Dataset entries
::::

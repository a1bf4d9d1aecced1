//! Run dispatch: turning awaiting orders into a driver's run and tracking
//! the run until its last stop is delivered.

pub mod error;
pub mod memory;
pub mod model;
pub mod orchestrator;
pub mod store;
pub mod window;

pub use error::DispatchError;
pub use memory::MemoryStore;
pub use model::{
    DispatchedRun, Driver, DriverId, DriverStatus, NewStop, Order, OrderId, OrderStatus,
    PlannedRun, RouteDetails, Run, RunId, RunStatus, Stop, StopCompletion, StopId, StopStatus,
};
pub use orchestrator::DispatchOrchestrator;
pub use store::{DispatchStore, DispatchTransaction, RunWindow, StoreError};
pub use window::{business_day_window, RunFilter};
//! Dispatch entities: orders, drivers, runs and their stops.

use std::fmt;

use chrono::{DateTime, Utc};
use serde::{Deserialize, Serialize};

pub use crate::waypoint::OrderId;
use crate::waypoint::{Location, Waypoint};

macro_rules! entity_id {
    ($name:ident) => {
        #[derive(Debug, Clone, Copy, PartialEq, Eq, Hash, PartialOrd, Ord, Serialize, Deserialize)]
        #[serde(transparent)]
        pub struct $name(pub i64);

        impl fmt::Display for $name {
            fn fmt(&self, f: &mut fmt::Formatter<'_>) -> fmt::Result {
                write!(f, "{}", self.0)
            }
        }
    };
}

entity_id!(DriverId);
entity_id!(RunId);
entity_id!(StopId);

#[derive(Debug, Clone, Copy, PartialEq, Eq, Hash, Serialize, Deserialize)]
#[serde(rename_all = "SCREAMING_SNAKE_CASE")]
pub enum OrderStatus {
    AwaitingRoute,
    InRoute,
    Completed,
}

/// An order as seen by dispatch. Owned by the order service.
#[derive(Debug, Clone, PartialEq, Serialize, Deserialize)]
pub struct Order {
    pub id: OrderId,
    pub location: Location,
    pub deadline: Option<DateTime<Utc>>,
    pub status: OrderStatus,
    pub customer_name: Option<String>,
    pub address: Option<String>,
}

impl Order {
    pub fn waypoint(&self) -> Waypoint {
        Waypoint::new(self.id, self.location, self.deadline)
    }
}

#[derive(Debug, Clone, Copy, PartialEq, Eq, Hash, Serialize, Deserialize)]
#[serde(rename_all = "SCREAMING_SNAKE_CASE")]
pub enum DriverStatus {
    Active,
    Inactive,
}

#[derive(Debug, Clone, PartialEq, Eq, Serialize, Deserialize)]
pub struct Driver {
    pub id: DriverId,
    pub name: String,
    pub status: DriverStatus,
}

impl Driver {
    pub fn is_active(&self) -> bool {
        self.status == DriverStatus::Active
    }
}

#[derive(Debug, Clone, Copy, PartialEq, Eq, Hash, Serialize, Deserialize)]
#[serde(rename_all = "SCREAMING_SNAKE_CASE")]
pub enum RunStatus {
    InProgress,
    Finished,
}

#[derive(Debug, Clone, Copy, PartialEq, Eq, Hash, Serialize, Deserialize)]
#[serde(rename_all = "SCREAMING_SNAKE_CASE")]
pub enum StopStatus {
    Pending,
    Completed,
}

#[derive(Debug, Clone, PartialEq, Eq, Serialize, Deserialize)]
pub struct Stop {
    pub id: StopId,
    pub run_id: RunId,
    pub order_id: OrderId,
    /// 1-based position among the run's stops.
    pub sequence_number: u32,
    pub status: StopStatus,
    pub completed_at: Option<DateTime<Utc>>,
}

impl Stop {
    pub fn is_pending(&self) -> bool {
        self.status == StopStatus::Pending
    }
}

/// A stop to be created with its run.
#[derive(Debug, Clone, Copy, PartialEq, Eq, Serialize, Deserialize)]
pub struct NewStop {
    pub order_id: OrderId,
    pub sequence_number: u32,
}

impl NewStop {
    /// Numbers `orders` 1..=N in the given order.
    pub fn sequence(orders: impl IntoIterator<Item = OrderId>) -> Vec<Self> {
        orders
            .into_iter()
            .zip(1u32..)
            .map(|(order_id, sequence_number)| Self {
                order_id,
                sequence_number,
            })
            .collect()
    }
}

/// A driver's delivery run with its stops ordered by sequence number.
#[derive(Debug, Clone, PartialEq, Eq, Serialize, Deserialize)]
pub struct Run {
    pub id: RunId,
    pub driver_id: DriverId,
    pub status: RunStatus,
    pub created_at: DateTime<Utc>,
    pub stops: Vec<Stop>,
}

impl Run {
    pub fn stop(&self, id: StopId) -> Option<&Stop> {
        self.stops.iter().find(|stop| stop.id == id)
    }

    pub fn all_stops_completed(&self) -> bool {
        self.stops.iter().all(|stop| stop.status == StopStatus::Completed)
    }

    pub fn pending_count(&self) -> usize {
        self.stops.iter().filter(|stop| stop.is_pending()).count()
    }

    pub fn is_finished(&self) -> bool {
        self.status == RunStatus::Finished
    }
}

/// Route figures returned alongside a newly created run.
#[derive(Debug, Clone, PartialEq, Serialize)]
pub struct RouteDetails {
    pub total_distance_meters: f64,
    pub total_duration_minutes: f64,
    /// Order ids in visiting order.
    pub optimized_sequence: Vec<OrderId>,
    /// Orders the route could not reach; they have no stop in the run.
    pub unrouted_order_ids: Vec<OrderId>,
}

/// An optimized route for a driver, not yet written to the store.
#[derive(Debug, Clone, PartialEq, Serialize)]
pub struct PlannedRun {
    pub driver_id: DriverId,
    /// Every requested order, routed or not.
    pub order_ids: Vec<OrderId>,
    pub stops: Vec<NewStop>,
    pub route: RouteDetails,
}

#[derive(Debug, Clone, PartialEq, Serialize)]
pub struct DispatchedRun {
    pub run: Run,
    pub route: RouteDetails,
}

/// Result of completing a stop.
#[derive(Debug, Clone, PartialEq, Serialize)]
#[serde(tag = "outcome", content = "value", rename_all = "snake_case")]
pub enum StopCompletion {
    /// Other stops are still pending.
    StopCompleted(Stop),
    /// That was the last pending stop; the run is now finished.
    RunFinished(Run),
}

#[cfg(test)]
mod tests {
    use super::*;

    #[test]
    fn new_stops_are_numbered_from_one() {
        let stops = NewStop::sequence([OrderId(9), OrderId(4), OrderId(7)]);
        let numbers: Vec<_> = stops.iter().map(|s| (s.order_id.0, s.sequence_number)).collect();
        assert_eq!(numbers, vec![(9, 1), (4, 2), (7, 3)]);
    }

    #[test]
    fn statuses_serialize_screaming() {
        assert_eq!(serde_json::to_string(&OrderStatus::AwaitingRoute).unwrap(), "\"AWAITING_ROUTE\"");
        assert_eq!(serde_json::to_string(&RunStatus::InProgress).unwrap(), "\"IN_PROGRESS\"");
    }
}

::::

Problem description → Every record needs to be reproduced exactly, with none skipped.

Response for this exercise →
repository a1bf4d9d1aecced1
//! Run dispatch: turning awaiting orders into a driver's run and tracking
//! the run until its last stop is delivered.

pub mod error;
pub mod memory;
pub mod model;
pub mod orchestrator;
pub mod store;
pub mod window;

pub use error::DispatchError;
pub use memory::MemoryStore;
pub use model::{
    DispatchedRun, Driver, DriverId, DriverStatus, NewStop, Order, OrderId, OrderStatus,
    PlannedRun, RouteDetails, Run, RunId, RunStatus, Stop, StopCompletion, StopId, StopStatus,
};
pub use orchestrator::DispatchOrchestrator;
pub use store::{DispatchStore, DispatchTransaction, RunWindow, StoreError};
pub use window::{business_day_window, RunFilter};
//! Dispatch entities: orders, drivers, runs and their stops.

use std::fmt;

use chrono::{DateTime, Utc};
use serde::{Deserialize, Serialize};

pub use crate::waypoint::OrderId;
use crate::waypoint::{Location, Waypoint};

macro_rules! entity_id {
    ($name:ident) => {
        #[derive(Debug, Clone, Copy, PartialEq, Eq, Hash, PartialOrd, Ord, Serialize, Deserialize)]
        #[serde(transparent)]
        pub struct $name(pub i64);

        impl fmt::Display for $name {
            fn fmt(&self, f: &mut fmt::Formatter<'_>) -> fmt::Result {
                write!(f, "{}", self.0)
            }
        }
    };
}

entity_id!(DriverId);
entity_id!(RunId);
entity_id!(StopId);

#[derive(Debug, Clone, Copy, PartialEq, Eq, Hash, Serialize, Deserialize)]
#[serde(rename_all = "SCREAMING_SNAKE_CASE")]
pub enum OrderStatus {
    AwaitingRoute,
    InRoute,
    Completed,
}

/// An order as seen by dispatch. Owned by the order service.
#[derive(Debug, Clone, PartialEq, Serialize, Deserialize)]
pub struct Order {
    pub id: OrderId,
    pub location: Location,
    pub deadline: Option<DateTime<Utc>>,
    pub status: OrderStatus,
    pub customer_name: Option<String>,
    pub address: Option<String>,
}

impl Order {
    pub fn waypoint(&self) -> Waypoint {
        Waypoint::new(self.id, self.location, self.deadline)
    }
}

#[derive(Debug, Clone, Copy, PartialEq, Eq, Hash, Serialize, Deserialize)]
#[serde(rename_all = "SCREAMING_SNAKE_CASE")]
pub enum DriverStatus {
    Active,
    Inactive,
}

#[derive(Debug, Clone, PartialEq, Eq, Serialize, Deserialize)]
pub struct Driver {
    pub id: DriverId,
    pub name: String,
    pub status: DriverStatus,
}

impl Driver {
    pub fn is_active(&self) -> bool {
        self.status == DriverStatus::Active
    }
}

#[derive(Debug, Clone, Copy, PartialEq, Eq, Hash, Serialize, Deserialize)]
#[serde(rename_all = "SCREAMING_SNAKE_CASE")]
pub enum RunStatus {
    InProgress,
    Finished,
}

#[derive(Debug, Clone, Copy, PartialEq, Eq, Hash, Serialize, Deserialize)]
#[serde(rename_all = "SCREAMING_SNAKE_CASE")]
pub enum StopStatus {
    Pending,
    Completed,
}

#[derive(Debug, Clone, PartialEq, Eq, Serialize, Deserialize)]
pub struct Stop {
    pub id: StopId,
    pub run_id: RunId,
    pub order_id: OrderId,
    /// 1-based position among the run's stops.
    pub sequence_number: u32,
    pub status: StopStatus,
    pub completed_at: Option<DateTime<Utc>>,
}

impl Stop {
    pub fn is_pending(&self) -> bool {
        self.status == StopStatus::Pending
    }
}

/// A stop to be created with its run.
#[derive(Debug, Clone, Copy, PartialEq, Eq, Serialize, Deserialize)]
pub struct NewStop {
    pub order_id: OrderId,
    pub sequence_number: u32,
}

impl NewStop {
    /// Numbers `orders` 1..=N in the given order.
    pub fn sequence(orders: impl IntoIterator<Item = OrderId>) -> Vec<Self> {
        orders
            .into_iter()
            .zip(1u32..)
            .map(|(order_id, sequence_number)| Self {
                order_id,
                sequence_number,
            })
            .collect()
    }
}

/// A driver's delivery run with its stops ordered by sequence number.
#[derive(Debug, Clone, PartialEq, Eq, Serialize, Deserialize)]
pub struct Run {
    pub id: RunId,
    pub driver_id: DriverId,
    pub status: RunStatus,
    pub created_at: DateTime<Utc>,
    pub stops: Vec<Stop>,
}

impl Run {
    pub fn stop(&self, id: StopId) -> Option<&Stop> {
        self.stops.iter().find(|stop| stop.id == id)
    }

    pub fn all_stops_completed(&self) -> bool {
        self.stops.iter().all(|stop| stop.status == StopStatus::Completed)
    }

    pub fn pending_count(&self) -> usize {
        self.stops.iter().filter(|stop| stop.is_pending()).count()
    }

    pub fn is_finished(&self) -> bool {
        self.status == RunStatus::Finished
    }
}

/// Route figures returned alongside a newly created run.
#[derive(Debug, Clone, PartialEq, Serialize)]
pub struct RouteDetails {
    pub total_distance_meters: f64,
    pub total_duration_minutes: f64,
    /// Order ids in visiting order.
    pub optimized_sequence: Vec<OrderId>,
    /// Orders the route could not reach; they have no stop in the run.
    pub unrouted_order_ids: Vec<OrderId>,
}

/// An optimized route for a driver, not yet written to the store.
#[derive(Debug, Clone, PartialEq, Serialize)]
pub struct PlannedRun {
    pub driver_id: DriverId,
    /// Every requested order, routed or not.
    pub order_ids: Vec<OrderId>,
    pub stops: Vec<NewStop>,
    pub route: RouteDetails,
}

#[derive(Debug, Clone, PartialEq, Serialize)]
pub struct DispatchedRun {
    pub run: Run,
    pub route: RouteDetails,
}

/// Result of completing a stop.
#[derive(Debug, Clone, PartialEq, Serialize)]
#[serde(tag = "outcome", content = "value", rename_all = "snake_case")]
pub enum StopCompletion {
    /// Other stops are still pending.
    StopCompleted(Stop),
    /// That was the last pending stop; the run is now finished.
    RunFinished(Run),
}

#[cfg(test)]
mod tests {
    use super::*;

    #[test]
    fn new_stops_are_numbered_from_one() {
        let stops = NewStop::sequence([OrderId(9), OrderId(4), OrderId(7)]);
        let numbers: Vec<_> = stops.iter().map(|s| (s.order_id.0, s.sequence_number)).collect();
        assert_eq!(numbers, vec![(9, 1), (4, 2), (7, 3)]);
    }

    #[test]
    fn statuses_serialize_screaming() {
        assert_eq!(serde_json::to_string(&OrderStatus::AwaitingRoute).unwrap(), "\"AWAITING_ROUTE\"");
        assert_eq!(serde_json::to_string(&RunStatus::InProgress).unwrap(), "\"IN_PROGRESS\"");
    }
}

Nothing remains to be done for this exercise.